Directions
Every entry must be copied word for word.

Given records
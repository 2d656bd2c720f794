use async_trait::async_trait;
use thiserror::Error;

#[derive(Error, Debug)]
pub enum StorageError {
    #[error("IO error: {0}")]
    Io(#[from] std::io::Error),

    #[error("Upload failed: {0}")]
    UploadFailed(String),

    #[error("Delete failed: {0}")]
    DeleteFailed(String),

    #[error("Not configured: {0}")]
    NotConfigured(String),
}

#[async_trait]
pub trait StorageBackend: Send + Sync {
    /// Stores `data` under `folder` with a generated name and returns its path.
    async fn upload(&self, folder: &str, filename: &str, data: &[u8]) -> Result<String, StorageError>;
    /// Removes a stored object given its path or public URL.
    async fn delete(&self, path: &str) -> Result<(), StorageError>;
    fn public_url(&self, path: &str) -> String;
}

/// Lowercase alphanumeric extension of `filename`, `bin` if it has none.
pub fn file_extension(filename: &str) -> String {
    match filename.rsplit_once('.') {
        Some((_, ext)) if !ext.is_empty() && ext.chars().all(|c| c.is_ascii_alphanumeric()) => {
            ext.to_ascii_lowercase()
        }
        _ => "bin".to_string(),
    }
}

pub fn content_type_for(extension: &str) -> &'static str {
    match extension {
        "jpg" | "jpeg" => "image/jpeg",
        "png" => "image/png",
        "gif" => "image/gif",
        "webp" => "image/webp",
        "svg" => "image/svg+xml",
        "pdf" => "application/pdf",
        _ => "application/octet-stream",
    }
}

#[cfg(test)]
mod tests {
    use super::*;

    #[test]
    fn extension_is_normalised() {
        assert_eq!(file_extension("Menu.JPG"), "jpg");
        assert_eq!(file_extension("license.final.pdf"), "pdf");
        assert_eq!(file_extension("no-extension"), "bin");
        assert_eq!(file_extension("trailing."), "bin");
        assert_eq!(file_extension("evil.p/hp"), "bin");
    }

    #[test]
    fn known_extensions_map_to_content_types() {
        assert_eq!(content_type_for("jpeg"), "image/jpeg");
        assert_eq!(content_type_for("pdf"), "application/pdf");
        assert_eq!(content_type_for("exe"), "application/octet-stream");
    }
}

Reply
repository 2d656bd2c720f794
use async_trait::async_trait;
use thiserror::Error;

#[derive(Error, Debug)]
pub enum StorageError {
    #[error("IO error: {0}")]
    Io(#[from] std::io::Error),

    #[error("Upload failed: {0}")]
    UploadFailed(String),

    #[error("Delete failed: {0}")]
    DeleteFailed(String),

    #[error("Not configured: {0}")]
    NotConfigured(String),
}

#[async_trait]
pub trait StorageBackend: Send + Sync {
    /// Stores `data` under `folder` with a generated name and returns its path.
    async fn upload(&self, folder: &str, filename: &str, data: &[u8]) -> Result<String, StorageError>;
    /// Removes a stored object given its path or public URL.
    async fn delete(&self, path: &str) -> Result<(), StorageError>;
    fn public_url(&self, path: &str) -> String;
}

/// Lowercase alphanumeric extension of `filename`, `bin` if it has none.
pub fn file_extension(filename: &str) -> String {
    match filename.rsplit_once('.') {
        Some((_, ext)) if !ext.is_empty() && ext.chars().all(|c| c.is_ascii_alphanumeric()) => {
            ext.to_ascii_lowercase()
        }
        _ => "bin".to_string(),
    }
}

pub fn content_type_for(extension: &str) -> &'static str {
    match extension {
        "jpg" | "jpeg" => "image/jpeg",
        "png" => "image/png",
        "gif" => "image/gif",
        "webp" => "image/webp",
        "svg" => "image/svg+xml",
        "pdf" => "application/pdf",
        _ => "application/octet-stream",
    }
}

#[cfg(test)]
mod tests {
    use super::*;

    #[test]
    fn extension_is_normalised() {
        assert_eq!(file_extension("Menu.JPG"), "jpg");
        assert_eq!(file_extension("license.final.pdf"), "pdf");
        assert_eq!(file_extension("no-extension"), "bin");
        assert_eq!(file_extension("trailing."), "bin");
        assert_eq!(file_extension("evil.p/hp"), "bin");
    }

    #[test]
    fn known_extensions_map_to_content_types() {
        assert_eq!(content_type_for("jpeg"), "image/jpeg");
        assert_eq!(content_type_for("pdf"), "application/pdf");
        assert_eq!(content_type_for("exe"), "application/octet-stream");
    }
}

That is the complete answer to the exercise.